§ Available records
//! In-process memoization cache
//!
//! Entries live in a sharded [`DashMap`], so lookups for different keys never
//! contend on a global lock. A missing or expired entry is replaced by a
//! pending slot holding a shared generation future: every caller arriving
//! while it runs awaits the same future, so each key has at most one
//! generation in flight.

use std::{
    sync::Arc,
    time::{Duration, Instant},
};

use async_trait::async_trait;
use dashmap::{mapref::entry::Entry, DashMap};
use futures::{
    future::{BoxFuture, Shared},
    FutureExt,
};
use log::{debug, trace, warn};
use serde_json::Value as JsonValue;

use crate::core::{ActError, ActResult, CachePolicy, Generator, MemoCache};

type SharedGeneration = Shared<BoxFuture<'static, ActResult<JsonValue>>>;

enum Slot {
    Ready {
        value: JsonValue,
        stored_at: Instant,
        ttl: Duration,
    },
    Pending(SharedGeneration),
}

enum Lookup {
    Hit(JsonValue),
    Join(SharedGeneration),
    Expired,
}

#[derive(Default, Clone)]
pub struct MemoryCache {
    entries: Arc<DashMap<String, Slot>>,
}

impl MemoryCache {
    pub fn new() -> Self {
        Self::default()
    }

    /// Number of stored or pending entries
    pub fn len(&self) -> usize {
        self.entries.len()
    }

    pub fn is_empty(&self) -> bool {
        self.entries.is_empty()
    }

    /// Drop one entry. A generation in flight for it keeps running for its waiters.
    pub fn drop_key(&self, segment: &str, key: &str) -> bool {
        self.entries.remove(&entry_id(segment, key)).is_some()
    }

    /// Remove every expired entry, returning how many were evicted
    pub fn purge_expired(&self) -> usize {
        let before = self.entries.len();
        self.entries.retain(|_, slot| match slot {
            Slot::Ready { stored_at, ttl, .. } => stored_at.elapsed() < *ttl,
            Slot::Pending(_) => true,
        });
        before - self.entries.len()
    }

    fn start(&self, id: String, policy: CachePolicy, generator: Generator) -> SharedGeneration {
        let entries = self.entries.clone();
        async move {
            let outcome = match tokio::time::timeout(policy.generate_timeout, generator).await {
                Ok(result) => result,
                Err(_) => Err(ActError::RegenerationTimeout {
                    key: id.clone(),
                    timeout: policy.generate_timeout,
                }),
            };

            match &outcome {
                Ok(value) => {
                    debug!("Cached '{id}' for {}ms", policy.expires_in.as_millis());
                    entries.insert(
                        id,
                        Slot::Ready {
                            value: value.clone(),
                            stored_at: Instant::now(),
                            ttl: policy.expires_in,
                        },
                    );
                }
                Err(e) => {
                    warn!("Generation of '{id}' failed: {e}");
                    entries.remove(&id);
                }
            }
            outcome
        }
        .boxed()
        .shared()
    }
}

fn entry_id(segment: &str, key: &str) -> String {
    format!("{segment}:{key}")
}

#[async_trait]
impl MemoCache for MemoryCache {
    async fn get_or_generate(
        &self,
        segment: &str,
        key: &str,
        policy: CachePolicy,
        generator: Generator,
    ) -> ActResult<JsonValue> {
        let id = entry_id(segment, key);

        let generation = match self.entries.entry(id.clone()) {
            Entry::Occupied(mut occupied) => {
                let lookup = match occupied.get() {
                    Slot::Ready {
                        value,
                        stored_at,
                        ttl,
                    } if stored_at.elapsed() < *ttl => Lookup::Hit(value.clone()),
                    Slot::Pending(generation) => Lookup::Join(generation.clone()),
                    Slot::Ready { .. } => Lookup::Expired,
                };
                match lookup {
                    Lookup::Hit(value) => {
                        trace!("Cache hit for '{id}'");
                        return Ok(value);
                    }
                    Lookup::Join(generation) => {
                        trace!("Joining in-flight generation of '{id}'");
                        generation
                    }
                    Lookup::Expired => {
                        trace!("Cache entry '{id}' expired, regenerating");
                        let generation = self.start(id.clone(), policy, generator);
                        occupied.insert(Slot::Pending(generation.clone()));
                        generation
                    }
                }
            }
            Entry::Vacant(vacant) => {
                trace!("Cache miss for '{id}'");
                let generation = self.start(id.clone(), policy, generator);
                vacant.insert(Slot::Pending(generation.clone()));
                generation
            }
        };

        generation.await
    }
}

#[cfg(test)]
mod tests {
    use std::sync::atomic::{AtomicUsize, Ordering};

    use serde_json::json;

    use super::*;

    fn policy(expires_ms: u64, timeout_ms: u64) -> CachePolicy {
        CachePolicy {
            expires_in: Duration::from_millis(expires_ms),
            generate_timeout: Duration::from_millis(timeout_ms),
        }
    }

    fn counting(counter: &Arc<AtomicUsize>, delay_ms: u64) -> Generator {
        let counter = counter.clone();
        async move {
            tokio::time::sleep(Duration::from_millis(delay_ms)).await;
            let n = counter.fetch_add(1, Ordering::SeqCst) + 1;
            Ok(json!({ "id": n }))
        }
        .boxed()
    }

    #[tokio::test]
    async fn test_hit_skips_generation() {
        let cache = MemoryCache::new();
        let counter = Arc::new(AtomicUsize::new(0));

        let first = cache
            .get_or_generate("#m", "k", policy(1000, 1000), counting(&counter, 0))
            .await
            .unwrap();
        let second = cache
            .get_or_generate("#m", "k", policy(1000, 1000), counting(&counter, 0))
            .await
            .unwrap();

        assert_eq!(first, json!({ "id": 1 }));
        assert_eq!(second, first);
        assert_eq!(counter.load(Ordering::SeqCst), 1);
    }

    #[tokio::test]
    async fn test_segments_are_isolated() {
        let cache = MemoryCache::new();
        let counter = Arc::new(AtomicUsize::new(0));

        cache
            .get_or_generate("#a", "k", policy(1000, 1000), counting(&counter, 0))
            .await
            .unwrap();
        cache
            .get_or_generate("#b", "k", policy(1000, 1000), counting(&counter, 0))
            .await
            .unwrap();

        assert_eq!(counter.load(Ordering::SeqCst), 2);
        assert_eq!(cache.len(), 2);
    }

    #[tokio::test]
    async fn test_concurrent_callers_share_one_generation() {
        let cache = MemoryCache::new();
        let counter = Arc::new(AtomicUsize::new(0));

        let calls = (0..5).map(|_| {
            cache.get_or_generate("#m", "k", policy(1000, 1000), counting(&counter, 30))
        });
        let results = futures::future::join_all(calls).await;

        assert_eq!(counter.load(Ordering::SeqCst), 1);
        for result in results {
            assert_eq!(result.unwrap(), json!({ "id": 1 }));
        }
    }

    #[tokio::test]
    async fn test_expired_entry_is_regenerated() {
        let cache = MemoryCache::new();
        let counter = Arc::new(AtomicUsize::new(0));

        cache
            .get_or_generate("#m", "k", policy(10, 1000), counting(&counter, 0))
            .await
            .unwrap();
        tokio::time::sleep(Duration::from_millis(30)).await;
        assert_eq!(cache.purge_expired(), 1);

        let again = cache
            .get_or_generate("#m", "k", policy(10, 1000), counting(&counter, 0))
            .await
            .unwrap();
        assert_eq!(again, json!({ "id": 2 }));
    }

    #[tokio::test]
    async fn test_slow_generation_times_out() {
        let cache = MemoryCache::new();
        let counter = Arc::new(AtomicUsize::new(0));

        let result = cache
            .get_or_generate("#m", "k", policy(1000, 10), counting(&counter, 200))
            .await;

        assert!(matches!(result, Err(ActError::RegenerationTimeout { .. })));
        assert!(cache.is_empty());
    }

    #[tokio::test]
    async fn test_failures_are_not_cached() {
        let cache = MemoryCache::new();
        let failing: Generator =
            async { Err::<JsonValue, _>(ActError::Invocation("boom".to_string())) }.boxed();

        let result = cache
            .get_or_generate("#m", "k", policy(1000, 1000), failing)
            .await;
        assert_eq!(result, Err(ActError::Invocation("boom".to_string())));
        assert!(cache.is_empty());

        let counter = Arc::new(AtomicUsize::new(0));
        let value = cache
            .get_or_generate("#m", "k", policy(1000, 1000), counting(&counter, 0))
            .await
            .unwrap();
        assert_eq!(value, json!({ "id": 1 }));
    }

    #[tokio::test]
    async fn test_drop_key_forces_regeneration() {
        let cache = MemoryCache::new();
        let counter = Arc::new(AtomicUsize::new(0));

        cache
            .get_or_generate("#m", "k", policy(1000, 1000), counting(&counter, 0))
            .await
            .unwrap();
        assert!(cache.drop_key("#m", "k"));
        cache
            .get_or_generate("#m", "k", policy(1000, 1000), counting(&counter, 0))
            .await
            .unwrap();

        assert_eq!(counter.load(Ordering::SeqCst), 2);
    }
}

§ Assigned task
Take every line from the data that contains the word "failing".

§ Answer for the task
        let failing: Generator =
            .get_or_generate("#m", "k", policy(1000, 1000), failing)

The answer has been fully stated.